Task to complete
Search the data for "ErrorKind". Return each matching line.

Provided material

▬▬▬▬▬▬

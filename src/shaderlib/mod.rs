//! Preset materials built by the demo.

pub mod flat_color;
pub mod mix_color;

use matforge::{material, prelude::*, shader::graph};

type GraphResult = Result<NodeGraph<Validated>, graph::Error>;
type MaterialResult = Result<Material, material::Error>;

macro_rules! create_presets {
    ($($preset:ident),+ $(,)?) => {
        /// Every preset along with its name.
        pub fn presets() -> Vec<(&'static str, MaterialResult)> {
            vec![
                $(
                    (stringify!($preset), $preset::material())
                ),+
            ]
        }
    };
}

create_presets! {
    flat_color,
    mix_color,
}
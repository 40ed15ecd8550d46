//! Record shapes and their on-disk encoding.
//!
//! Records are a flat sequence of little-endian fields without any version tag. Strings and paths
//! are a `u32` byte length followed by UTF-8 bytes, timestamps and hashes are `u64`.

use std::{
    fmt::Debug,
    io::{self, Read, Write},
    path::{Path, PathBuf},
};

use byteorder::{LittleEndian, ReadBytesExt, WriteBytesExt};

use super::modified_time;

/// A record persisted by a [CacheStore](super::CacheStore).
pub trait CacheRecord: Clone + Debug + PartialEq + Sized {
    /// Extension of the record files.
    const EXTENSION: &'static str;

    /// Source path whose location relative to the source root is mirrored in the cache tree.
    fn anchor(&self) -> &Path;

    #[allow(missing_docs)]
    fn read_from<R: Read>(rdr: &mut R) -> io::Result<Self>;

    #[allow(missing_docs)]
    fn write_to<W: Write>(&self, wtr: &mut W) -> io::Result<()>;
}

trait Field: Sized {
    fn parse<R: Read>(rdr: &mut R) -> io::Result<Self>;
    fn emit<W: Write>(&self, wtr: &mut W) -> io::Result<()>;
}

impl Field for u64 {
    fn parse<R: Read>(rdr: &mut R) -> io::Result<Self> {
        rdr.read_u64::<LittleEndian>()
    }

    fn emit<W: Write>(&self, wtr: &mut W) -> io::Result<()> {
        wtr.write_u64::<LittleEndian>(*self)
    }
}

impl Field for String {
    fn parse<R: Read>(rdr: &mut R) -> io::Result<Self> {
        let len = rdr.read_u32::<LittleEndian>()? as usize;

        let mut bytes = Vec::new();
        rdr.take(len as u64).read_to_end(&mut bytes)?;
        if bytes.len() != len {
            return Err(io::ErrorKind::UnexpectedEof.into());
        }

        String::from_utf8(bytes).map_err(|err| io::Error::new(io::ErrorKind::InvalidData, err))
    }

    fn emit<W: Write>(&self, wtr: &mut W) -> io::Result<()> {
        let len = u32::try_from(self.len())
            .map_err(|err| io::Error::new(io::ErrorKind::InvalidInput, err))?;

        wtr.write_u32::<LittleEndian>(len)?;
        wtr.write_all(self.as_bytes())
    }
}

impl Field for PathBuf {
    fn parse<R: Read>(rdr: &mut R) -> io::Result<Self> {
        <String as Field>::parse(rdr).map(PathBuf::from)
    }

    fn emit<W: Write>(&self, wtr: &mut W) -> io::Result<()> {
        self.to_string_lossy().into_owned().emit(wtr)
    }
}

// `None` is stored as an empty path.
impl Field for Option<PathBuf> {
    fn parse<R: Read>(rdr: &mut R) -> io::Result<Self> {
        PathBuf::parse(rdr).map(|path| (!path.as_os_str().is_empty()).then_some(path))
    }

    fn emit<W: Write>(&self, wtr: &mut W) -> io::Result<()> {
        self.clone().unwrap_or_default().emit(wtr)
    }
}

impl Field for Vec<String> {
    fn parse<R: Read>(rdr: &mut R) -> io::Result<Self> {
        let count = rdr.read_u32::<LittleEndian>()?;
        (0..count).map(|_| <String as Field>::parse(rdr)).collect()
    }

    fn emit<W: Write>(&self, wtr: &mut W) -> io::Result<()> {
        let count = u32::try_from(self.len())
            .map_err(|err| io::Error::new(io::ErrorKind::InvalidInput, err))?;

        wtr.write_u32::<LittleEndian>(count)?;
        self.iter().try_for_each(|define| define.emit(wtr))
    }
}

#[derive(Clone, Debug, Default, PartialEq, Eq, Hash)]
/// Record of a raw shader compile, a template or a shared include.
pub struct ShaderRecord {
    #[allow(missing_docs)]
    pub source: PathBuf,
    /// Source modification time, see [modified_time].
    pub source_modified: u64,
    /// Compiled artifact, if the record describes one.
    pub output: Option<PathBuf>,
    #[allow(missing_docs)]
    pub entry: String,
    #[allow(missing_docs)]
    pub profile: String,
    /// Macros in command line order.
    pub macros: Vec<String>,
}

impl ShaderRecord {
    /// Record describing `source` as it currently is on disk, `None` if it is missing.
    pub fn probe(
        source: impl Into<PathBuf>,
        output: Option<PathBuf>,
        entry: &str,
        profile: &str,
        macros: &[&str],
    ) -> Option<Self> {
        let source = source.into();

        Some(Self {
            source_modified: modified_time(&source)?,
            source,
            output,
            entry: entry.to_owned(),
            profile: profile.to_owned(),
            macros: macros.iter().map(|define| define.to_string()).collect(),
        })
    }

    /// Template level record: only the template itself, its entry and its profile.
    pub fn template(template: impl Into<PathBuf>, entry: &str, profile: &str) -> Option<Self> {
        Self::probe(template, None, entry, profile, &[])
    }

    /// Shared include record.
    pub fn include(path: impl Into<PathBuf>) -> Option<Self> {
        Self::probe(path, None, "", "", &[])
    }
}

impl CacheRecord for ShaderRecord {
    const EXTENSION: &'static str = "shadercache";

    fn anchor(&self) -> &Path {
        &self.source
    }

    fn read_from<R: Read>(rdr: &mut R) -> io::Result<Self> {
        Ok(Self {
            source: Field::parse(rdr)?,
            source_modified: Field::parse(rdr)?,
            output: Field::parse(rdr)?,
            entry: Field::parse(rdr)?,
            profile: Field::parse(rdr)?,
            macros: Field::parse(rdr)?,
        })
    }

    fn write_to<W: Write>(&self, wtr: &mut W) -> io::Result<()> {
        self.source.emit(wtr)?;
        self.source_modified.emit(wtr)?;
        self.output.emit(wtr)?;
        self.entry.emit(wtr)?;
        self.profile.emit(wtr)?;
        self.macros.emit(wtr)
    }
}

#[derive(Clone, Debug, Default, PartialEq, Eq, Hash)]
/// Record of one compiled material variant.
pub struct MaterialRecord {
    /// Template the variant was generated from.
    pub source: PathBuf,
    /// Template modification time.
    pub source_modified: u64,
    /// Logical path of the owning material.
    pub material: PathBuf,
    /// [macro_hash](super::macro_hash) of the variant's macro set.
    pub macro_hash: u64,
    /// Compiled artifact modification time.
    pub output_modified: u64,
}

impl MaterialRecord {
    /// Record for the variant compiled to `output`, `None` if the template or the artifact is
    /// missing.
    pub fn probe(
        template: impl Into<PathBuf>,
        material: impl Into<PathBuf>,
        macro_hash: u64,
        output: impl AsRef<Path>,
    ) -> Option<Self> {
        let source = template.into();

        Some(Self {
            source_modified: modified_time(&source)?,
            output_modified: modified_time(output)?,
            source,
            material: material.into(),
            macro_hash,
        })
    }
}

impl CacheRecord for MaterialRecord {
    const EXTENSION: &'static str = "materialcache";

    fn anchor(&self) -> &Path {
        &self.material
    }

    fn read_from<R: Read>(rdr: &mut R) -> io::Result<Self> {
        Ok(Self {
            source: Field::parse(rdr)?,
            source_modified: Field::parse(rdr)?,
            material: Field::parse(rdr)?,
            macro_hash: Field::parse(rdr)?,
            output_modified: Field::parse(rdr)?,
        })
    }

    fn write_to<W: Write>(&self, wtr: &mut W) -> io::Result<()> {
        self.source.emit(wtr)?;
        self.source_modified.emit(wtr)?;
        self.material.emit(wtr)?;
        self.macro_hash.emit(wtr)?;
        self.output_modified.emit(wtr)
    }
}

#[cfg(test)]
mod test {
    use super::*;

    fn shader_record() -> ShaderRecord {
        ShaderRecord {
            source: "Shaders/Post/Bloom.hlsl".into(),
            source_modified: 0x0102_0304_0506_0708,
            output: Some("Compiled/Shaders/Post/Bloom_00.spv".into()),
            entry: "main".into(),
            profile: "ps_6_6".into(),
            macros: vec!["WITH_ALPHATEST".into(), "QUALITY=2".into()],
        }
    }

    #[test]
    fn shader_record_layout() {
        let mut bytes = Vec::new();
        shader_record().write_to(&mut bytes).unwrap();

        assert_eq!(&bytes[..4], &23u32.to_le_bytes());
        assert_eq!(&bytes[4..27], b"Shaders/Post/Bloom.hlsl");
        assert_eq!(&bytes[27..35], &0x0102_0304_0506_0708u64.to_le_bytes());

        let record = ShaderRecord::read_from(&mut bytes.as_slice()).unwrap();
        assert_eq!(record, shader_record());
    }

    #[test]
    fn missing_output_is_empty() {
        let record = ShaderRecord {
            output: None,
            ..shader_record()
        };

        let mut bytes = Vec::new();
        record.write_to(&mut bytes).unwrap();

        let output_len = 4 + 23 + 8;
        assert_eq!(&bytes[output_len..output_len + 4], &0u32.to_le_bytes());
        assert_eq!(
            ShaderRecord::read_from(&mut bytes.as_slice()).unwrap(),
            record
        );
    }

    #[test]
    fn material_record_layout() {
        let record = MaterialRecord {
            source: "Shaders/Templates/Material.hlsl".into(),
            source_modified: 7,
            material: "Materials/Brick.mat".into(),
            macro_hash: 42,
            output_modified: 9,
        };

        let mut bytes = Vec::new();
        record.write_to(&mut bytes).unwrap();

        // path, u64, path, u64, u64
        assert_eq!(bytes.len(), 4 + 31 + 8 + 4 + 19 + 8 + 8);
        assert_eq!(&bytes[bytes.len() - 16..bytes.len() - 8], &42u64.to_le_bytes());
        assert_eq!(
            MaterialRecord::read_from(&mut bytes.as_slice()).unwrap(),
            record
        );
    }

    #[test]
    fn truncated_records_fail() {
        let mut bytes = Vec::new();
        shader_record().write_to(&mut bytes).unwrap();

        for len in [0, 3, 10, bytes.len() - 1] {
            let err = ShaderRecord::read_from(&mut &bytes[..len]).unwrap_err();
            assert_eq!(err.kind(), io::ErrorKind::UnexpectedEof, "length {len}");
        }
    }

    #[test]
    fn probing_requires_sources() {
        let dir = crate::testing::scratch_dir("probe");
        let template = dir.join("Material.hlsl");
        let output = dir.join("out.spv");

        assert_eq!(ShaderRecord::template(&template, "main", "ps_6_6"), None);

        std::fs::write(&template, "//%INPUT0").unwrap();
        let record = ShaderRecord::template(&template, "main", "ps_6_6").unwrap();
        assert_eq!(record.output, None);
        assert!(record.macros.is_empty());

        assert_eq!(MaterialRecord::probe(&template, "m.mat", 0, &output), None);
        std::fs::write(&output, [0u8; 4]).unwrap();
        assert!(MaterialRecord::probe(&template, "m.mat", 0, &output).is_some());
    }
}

▬▬▬▬▬▬

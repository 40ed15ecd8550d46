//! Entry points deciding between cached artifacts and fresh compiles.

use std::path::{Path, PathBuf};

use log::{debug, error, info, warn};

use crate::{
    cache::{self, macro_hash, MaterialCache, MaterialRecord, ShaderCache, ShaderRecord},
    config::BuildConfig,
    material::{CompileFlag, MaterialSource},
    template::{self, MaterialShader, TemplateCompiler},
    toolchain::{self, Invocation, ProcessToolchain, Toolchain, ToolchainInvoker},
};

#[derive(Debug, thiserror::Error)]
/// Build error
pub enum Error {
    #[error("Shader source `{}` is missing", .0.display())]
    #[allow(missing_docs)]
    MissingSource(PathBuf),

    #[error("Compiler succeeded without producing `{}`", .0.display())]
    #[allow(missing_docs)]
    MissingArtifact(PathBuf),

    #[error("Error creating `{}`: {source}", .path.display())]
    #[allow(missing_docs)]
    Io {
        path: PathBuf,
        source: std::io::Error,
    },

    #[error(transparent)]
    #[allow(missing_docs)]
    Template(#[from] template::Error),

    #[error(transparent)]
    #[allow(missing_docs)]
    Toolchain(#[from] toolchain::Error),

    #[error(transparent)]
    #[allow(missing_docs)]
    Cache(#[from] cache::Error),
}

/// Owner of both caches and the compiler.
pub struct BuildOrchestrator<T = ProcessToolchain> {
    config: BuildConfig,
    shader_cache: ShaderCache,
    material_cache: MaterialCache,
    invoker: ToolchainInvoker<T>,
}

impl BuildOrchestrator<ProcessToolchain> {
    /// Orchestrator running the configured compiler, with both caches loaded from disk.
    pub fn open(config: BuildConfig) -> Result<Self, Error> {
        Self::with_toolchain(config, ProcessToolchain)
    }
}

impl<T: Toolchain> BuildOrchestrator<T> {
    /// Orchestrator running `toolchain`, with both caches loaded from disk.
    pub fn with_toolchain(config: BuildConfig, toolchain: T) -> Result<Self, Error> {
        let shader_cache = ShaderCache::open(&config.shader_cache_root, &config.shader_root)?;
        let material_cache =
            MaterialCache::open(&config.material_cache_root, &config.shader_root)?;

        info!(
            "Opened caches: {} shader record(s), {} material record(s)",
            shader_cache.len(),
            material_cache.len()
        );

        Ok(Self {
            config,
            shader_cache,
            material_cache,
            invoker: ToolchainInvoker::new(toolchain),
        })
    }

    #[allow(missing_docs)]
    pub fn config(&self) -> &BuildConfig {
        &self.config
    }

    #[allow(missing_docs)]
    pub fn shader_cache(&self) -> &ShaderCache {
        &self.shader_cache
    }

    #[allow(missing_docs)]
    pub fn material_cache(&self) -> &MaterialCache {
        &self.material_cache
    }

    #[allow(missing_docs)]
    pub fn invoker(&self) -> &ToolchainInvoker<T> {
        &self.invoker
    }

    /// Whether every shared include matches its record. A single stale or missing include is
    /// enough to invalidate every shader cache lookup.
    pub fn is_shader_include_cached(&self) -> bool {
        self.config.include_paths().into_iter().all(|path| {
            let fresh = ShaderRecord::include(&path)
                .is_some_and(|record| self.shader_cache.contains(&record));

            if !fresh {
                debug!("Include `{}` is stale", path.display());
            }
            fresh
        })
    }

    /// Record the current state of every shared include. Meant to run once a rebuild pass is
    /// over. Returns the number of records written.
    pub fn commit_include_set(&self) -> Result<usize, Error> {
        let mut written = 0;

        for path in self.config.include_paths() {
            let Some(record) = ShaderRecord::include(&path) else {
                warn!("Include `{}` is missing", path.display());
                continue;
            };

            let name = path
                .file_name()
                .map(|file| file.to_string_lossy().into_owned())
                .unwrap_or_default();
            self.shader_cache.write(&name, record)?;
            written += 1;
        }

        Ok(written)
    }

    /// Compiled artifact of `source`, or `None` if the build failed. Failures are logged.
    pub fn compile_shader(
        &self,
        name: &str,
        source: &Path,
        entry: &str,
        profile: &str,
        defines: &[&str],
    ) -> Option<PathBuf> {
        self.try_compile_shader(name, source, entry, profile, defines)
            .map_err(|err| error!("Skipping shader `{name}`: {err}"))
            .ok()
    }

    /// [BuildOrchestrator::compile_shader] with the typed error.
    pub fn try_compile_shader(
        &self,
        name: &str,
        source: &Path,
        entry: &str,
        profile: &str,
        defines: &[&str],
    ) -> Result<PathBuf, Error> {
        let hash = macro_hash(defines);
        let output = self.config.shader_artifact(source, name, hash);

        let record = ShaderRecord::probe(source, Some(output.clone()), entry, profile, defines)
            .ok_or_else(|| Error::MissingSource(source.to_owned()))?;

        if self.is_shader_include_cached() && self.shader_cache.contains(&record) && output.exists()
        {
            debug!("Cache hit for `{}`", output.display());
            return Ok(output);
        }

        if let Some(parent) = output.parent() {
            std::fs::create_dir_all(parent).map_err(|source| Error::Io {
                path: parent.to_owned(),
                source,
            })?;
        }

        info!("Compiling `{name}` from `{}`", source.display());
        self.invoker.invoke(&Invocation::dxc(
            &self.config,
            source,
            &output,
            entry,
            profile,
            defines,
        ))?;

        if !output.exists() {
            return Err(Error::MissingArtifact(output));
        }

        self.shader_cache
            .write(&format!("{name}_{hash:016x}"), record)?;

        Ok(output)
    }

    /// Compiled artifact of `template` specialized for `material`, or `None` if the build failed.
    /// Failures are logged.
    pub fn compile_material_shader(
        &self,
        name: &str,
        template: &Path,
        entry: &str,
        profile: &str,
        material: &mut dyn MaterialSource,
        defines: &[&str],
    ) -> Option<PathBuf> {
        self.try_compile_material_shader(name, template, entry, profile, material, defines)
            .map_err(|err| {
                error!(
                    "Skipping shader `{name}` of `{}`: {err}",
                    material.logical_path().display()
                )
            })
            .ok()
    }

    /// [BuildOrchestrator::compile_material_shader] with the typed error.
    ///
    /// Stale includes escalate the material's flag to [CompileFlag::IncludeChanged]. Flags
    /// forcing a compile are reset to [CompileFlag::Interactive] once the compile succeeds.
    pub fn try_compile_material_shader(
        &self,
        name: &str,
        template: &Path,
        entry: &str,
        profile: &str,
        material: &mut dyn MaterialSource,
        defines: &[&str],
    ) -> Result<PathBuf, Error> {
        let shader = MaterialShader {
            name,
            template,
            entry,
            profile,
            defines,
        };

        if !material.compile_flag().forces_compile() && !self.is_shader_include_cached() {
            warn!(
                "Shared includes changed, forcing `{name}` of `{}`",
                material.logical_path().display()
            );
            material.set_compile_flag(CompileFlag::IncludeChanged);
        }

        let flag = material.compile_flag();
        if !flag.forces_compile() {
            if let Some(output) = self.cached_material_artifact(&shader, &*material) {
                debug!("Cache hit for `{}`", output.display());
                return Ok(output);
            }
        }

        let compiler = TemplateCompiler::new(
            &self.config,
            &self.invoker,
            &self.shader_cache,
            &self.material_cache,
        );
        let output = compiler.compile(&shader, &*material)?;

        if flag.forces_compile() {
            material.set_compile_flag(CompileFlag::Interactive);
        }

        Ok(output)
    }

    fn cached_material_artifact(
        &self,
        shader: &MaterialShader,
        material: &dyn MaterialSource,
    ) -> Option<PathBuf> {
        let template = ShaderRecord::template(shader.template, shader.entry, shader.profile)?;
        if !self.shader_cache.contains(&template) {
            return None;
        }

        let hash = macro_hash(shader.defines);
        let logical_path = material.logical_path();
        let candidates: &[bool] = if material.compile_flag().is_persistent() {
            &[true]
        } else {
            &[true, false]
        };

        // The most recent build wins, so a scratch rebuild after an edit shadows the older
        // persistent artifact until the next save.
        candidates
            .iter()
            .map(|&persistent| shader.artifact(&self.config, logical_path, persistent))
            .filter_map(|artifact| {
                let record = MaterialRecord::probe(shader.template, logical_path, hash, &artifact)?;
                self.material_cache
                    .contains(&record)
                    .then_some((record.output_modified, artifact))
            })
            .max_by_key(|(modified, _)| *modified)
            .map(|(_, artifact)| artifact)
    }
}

▬▬▬▬▬▬

Task answer
            return Err(io::ErrorKind::UnexpectedEof.into());
        String::from_utf8(bytes).map_err(|err| io::Error::new(io::ErrorKind::InvalidData, err))
            .map_err(|err| io::Error::new(io::ErrorKind::InvalidInput, err))?;
            .map_err(|err| io::Error::new(io::ErrorKind::InvalidInput, err))?;
            assert_eq!(err.kind(), io::ErrorKind::UnexpectedEof, "length {len}");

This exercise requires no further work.